# TRY IT:
Where the listing below has a line with "use crate::error::ConfigError;", write out exactly that line and every line after it, stopping after the line with "for page fetching".

# RECORDED INFORMATION:
-- Opening Marker --
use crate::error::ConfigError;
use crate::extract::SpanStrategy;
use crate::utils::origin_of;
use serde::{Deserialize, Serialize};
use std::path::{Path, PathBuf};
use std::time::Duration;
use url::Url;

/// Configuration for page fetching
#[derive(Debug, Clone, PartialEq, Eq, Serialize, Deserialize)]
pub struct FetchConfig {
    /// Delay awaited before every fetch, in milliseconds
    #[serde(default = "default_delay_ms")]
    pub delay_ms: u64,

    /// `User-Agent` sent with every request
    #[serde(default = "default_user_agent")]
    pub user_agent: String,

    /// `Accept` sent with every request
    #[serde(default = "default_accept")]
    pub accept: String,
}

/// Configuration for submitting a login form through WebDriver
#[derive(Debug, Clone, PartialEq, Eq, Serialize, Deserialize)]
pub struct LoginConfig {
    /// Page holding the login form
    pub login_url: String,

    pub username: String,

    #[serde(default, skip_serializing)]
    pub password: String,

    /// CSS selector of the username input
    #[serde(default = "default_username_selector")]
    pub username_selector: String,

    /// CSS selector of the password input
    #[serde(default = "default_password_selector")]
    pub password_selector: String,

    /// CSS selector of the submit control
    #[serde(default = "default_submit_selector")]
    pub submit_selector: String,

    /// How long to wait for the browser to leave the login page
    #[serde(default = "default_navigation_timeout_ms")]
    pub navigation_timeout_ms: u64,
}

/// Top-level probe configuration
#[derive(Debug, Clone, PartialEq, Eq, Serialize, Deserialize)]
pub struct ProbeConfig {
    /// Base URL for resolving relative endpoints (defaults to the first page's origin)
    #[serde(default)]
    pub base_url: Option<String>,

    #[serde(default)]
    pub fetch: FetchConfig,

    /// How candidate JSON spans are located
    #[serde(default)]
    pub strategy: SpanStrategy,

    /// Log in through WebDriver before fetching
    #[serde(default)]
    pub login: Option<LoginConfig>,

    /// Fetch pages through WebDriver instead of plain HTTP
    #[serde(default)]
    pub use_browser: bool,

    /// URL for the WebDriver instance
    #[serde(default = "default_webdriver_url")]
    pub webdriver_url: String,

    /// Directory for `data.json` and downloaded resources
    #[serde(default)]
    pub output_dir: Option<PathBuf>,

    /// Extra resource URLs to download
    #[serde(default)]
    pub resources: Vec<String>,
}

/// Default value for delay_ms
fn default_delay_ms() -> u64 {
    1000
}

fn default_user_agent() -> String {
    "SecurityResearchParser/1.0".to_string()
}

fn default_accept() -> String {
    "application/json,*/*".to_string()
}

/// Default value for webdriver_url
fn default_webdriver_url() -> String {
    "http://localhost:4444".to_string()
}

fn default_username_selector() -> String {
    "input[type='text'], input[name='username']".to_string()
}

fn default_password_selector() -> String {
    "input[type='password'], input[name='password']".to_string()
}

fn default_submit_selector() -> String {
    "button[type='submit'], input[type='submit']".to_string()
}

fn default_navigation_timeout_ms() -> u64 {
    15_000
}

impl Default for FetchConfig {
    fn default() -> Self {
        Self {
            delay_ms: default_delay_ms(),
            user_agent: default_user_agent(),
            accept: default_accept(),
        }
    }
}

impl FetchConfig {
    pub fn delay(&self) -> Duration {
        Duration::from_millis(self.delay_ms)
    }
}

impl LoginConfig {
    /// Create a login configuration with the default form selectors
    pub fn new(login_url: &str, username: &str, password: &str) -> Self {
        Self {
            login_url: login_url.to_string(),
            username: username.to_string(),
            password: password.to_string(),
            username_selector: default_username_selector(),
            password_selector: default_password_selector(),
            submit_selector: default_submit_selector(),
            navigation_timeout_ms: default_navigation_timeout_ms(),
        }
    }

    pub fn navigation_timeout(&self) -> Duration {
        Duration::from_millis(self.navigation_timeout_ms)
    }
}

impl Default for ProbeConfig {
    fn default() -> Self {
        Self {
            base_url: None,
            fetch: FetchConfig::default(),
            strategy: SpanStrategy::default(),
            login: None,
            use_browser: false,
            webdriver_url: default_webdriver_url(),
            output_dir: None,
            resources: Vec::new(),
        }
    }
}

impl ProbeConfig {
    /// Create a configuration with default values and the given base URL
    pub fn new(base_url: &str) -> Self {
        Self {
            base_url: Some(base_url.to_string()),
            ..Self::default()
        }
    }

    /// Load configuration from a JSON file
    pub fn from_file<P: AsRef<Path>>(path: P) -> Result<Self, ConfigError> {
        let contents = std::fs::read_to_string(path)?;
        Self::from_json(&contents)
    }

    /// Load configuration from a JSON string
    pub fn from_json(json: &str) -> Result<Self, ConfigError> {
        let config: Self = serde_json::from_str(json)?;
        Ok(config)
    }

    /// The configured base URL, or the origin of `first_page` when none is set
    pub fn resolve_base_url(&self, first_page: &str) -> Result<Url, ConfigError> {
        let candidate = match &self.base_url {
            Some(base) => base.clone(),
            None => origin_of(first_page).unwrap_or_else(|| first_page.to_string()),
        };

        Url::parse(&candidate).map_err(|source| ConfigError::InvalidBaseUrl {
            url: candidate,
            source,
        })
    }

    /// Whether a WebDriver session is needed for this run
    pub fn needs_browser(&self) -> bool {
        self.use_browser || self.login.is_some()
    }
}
-- Closing Marker --
-- Opening Marker --
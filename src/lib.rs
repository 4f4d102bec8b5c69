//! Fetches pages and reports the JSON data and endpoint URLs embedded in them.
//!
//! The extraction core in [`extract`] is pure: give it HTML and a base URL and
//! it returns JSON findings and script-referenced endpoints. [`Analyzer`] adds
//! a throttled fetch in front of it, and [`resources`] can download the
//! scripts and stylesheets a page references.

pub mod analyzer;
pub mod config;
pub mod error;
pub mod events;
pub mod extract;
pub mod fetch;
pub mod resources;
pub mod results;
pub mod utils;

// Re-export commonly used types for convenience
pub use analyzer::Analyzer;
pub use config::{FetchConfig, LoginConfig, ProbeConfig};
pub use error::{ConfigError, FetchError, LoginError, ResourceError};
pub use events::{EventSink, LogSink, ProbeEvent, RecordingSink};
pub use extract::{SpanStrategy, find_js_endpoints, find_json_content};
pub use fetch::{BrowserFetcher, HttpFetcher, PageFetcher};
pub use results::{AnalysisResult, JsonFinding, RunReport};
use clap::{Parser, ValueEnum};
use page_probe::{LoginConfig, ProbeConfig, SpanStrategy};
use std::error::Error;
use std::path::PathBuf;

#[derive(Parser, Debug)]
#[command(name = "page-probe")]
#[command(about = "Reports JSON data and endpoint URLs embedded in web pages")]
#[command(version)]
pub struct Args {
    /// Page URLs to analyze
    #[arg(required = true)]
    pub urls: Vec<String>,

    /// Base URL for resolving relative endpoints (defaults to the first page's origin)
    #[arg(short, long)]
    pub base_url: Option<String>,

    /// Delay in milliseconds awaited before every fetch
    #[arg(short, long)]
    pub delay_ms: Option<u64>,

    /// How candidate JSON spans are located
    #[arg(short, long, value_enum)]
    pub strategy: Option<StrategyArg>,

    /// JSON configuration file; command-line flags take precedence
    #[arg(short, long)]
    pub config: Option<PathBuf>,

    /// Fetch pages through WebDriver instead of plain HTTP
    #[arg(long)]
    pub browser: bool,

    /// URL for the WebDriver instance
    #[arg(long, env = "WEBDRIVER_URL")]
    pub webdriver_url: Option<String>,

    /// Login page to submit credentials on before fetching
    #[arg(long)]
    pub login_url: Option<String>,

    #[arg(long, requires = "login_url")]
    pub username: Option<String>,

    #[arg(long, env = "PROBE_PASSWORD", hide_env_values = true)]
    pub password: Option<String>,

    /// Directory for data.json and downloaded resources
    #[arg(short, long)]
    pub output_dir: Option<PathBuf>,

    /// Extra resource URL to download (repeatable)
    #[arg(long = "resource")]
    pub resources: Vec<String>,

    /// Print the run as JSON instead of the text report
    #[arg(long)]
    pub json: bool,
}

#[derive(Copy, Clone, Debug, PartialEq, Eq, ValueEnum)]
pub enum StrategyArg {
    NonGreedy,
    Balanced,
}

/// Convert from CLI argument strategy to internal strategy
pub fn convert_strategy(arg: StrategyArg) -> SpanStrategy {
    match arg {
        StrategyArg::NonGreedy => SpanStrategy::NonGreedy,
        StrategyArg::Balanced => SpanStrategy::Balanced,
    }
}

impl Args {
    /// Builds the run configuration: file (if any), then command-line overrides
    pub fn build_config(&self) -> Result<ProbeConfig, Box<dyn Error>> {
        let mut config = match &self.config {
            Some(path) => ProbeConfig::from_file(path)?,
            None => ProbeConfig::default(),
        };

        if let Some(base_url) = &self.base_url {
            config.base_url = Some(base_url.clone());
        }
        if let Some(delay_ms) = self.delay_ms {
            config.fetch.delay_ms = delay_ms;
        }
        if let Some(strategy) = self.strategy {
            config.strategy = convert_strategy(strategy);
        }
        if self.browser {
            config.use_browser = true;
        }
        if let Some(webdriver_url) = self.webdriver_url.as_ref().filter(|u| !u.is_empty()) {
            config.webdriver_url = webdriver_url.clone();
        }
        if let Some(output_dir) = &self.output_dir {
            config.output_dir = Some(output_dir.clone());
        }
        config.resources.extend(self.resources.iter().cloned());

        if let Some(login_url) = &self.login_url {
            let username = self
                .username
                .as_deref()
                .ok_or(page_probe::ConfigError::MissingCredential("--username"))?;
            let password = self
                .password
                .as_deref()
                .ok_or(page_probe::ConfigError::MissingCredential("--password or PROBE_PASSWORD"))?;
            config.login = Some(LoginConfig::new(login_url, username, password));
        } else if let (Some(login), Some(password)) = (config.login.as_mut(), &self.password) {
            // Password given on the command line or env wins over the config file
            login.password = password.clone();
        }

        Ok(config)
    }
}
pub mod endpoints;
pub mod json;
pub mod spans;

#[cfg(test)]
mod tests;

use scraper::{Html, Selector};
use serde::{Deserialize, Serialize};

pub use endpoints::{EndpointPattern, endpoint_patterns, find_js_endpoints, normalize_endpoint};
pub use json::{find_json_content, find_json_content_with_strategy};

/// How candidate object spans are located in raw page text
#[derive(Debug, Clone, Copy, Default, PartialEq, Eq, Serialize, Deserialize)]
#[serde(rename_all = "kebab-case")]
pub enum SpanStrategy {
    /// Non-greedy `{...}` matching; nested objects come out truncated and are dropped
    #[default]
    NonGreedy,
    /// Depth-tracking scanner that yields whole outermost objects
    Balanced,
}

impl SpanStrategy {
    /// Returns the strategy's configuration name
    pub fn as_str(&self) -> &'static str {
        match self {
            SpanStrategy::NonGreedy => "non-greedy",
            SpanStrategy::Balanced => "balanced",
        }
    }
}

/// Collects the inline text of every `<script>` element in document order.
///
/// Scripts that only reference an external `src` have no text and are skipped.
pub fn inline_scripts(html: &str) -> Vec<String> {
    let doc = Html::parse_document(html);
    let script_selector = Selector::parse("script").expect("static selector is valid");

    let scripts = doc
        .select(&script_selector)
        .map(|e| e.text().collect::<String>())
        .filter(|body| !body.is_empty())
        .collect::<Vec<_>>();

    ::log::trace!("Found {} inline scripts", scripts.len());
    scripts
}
-- Closing Marker --
# ANSWER SECTION:
use crate::error::ConfigError;
use crate::extract::SpanStrategy;
use crate::utils::origin_of;
use serde::{Deserialize, Serialize};
use std::path::{Path, PathBuf};
use std::time::Duration;
use url::Url;

/// Configuration for page fetching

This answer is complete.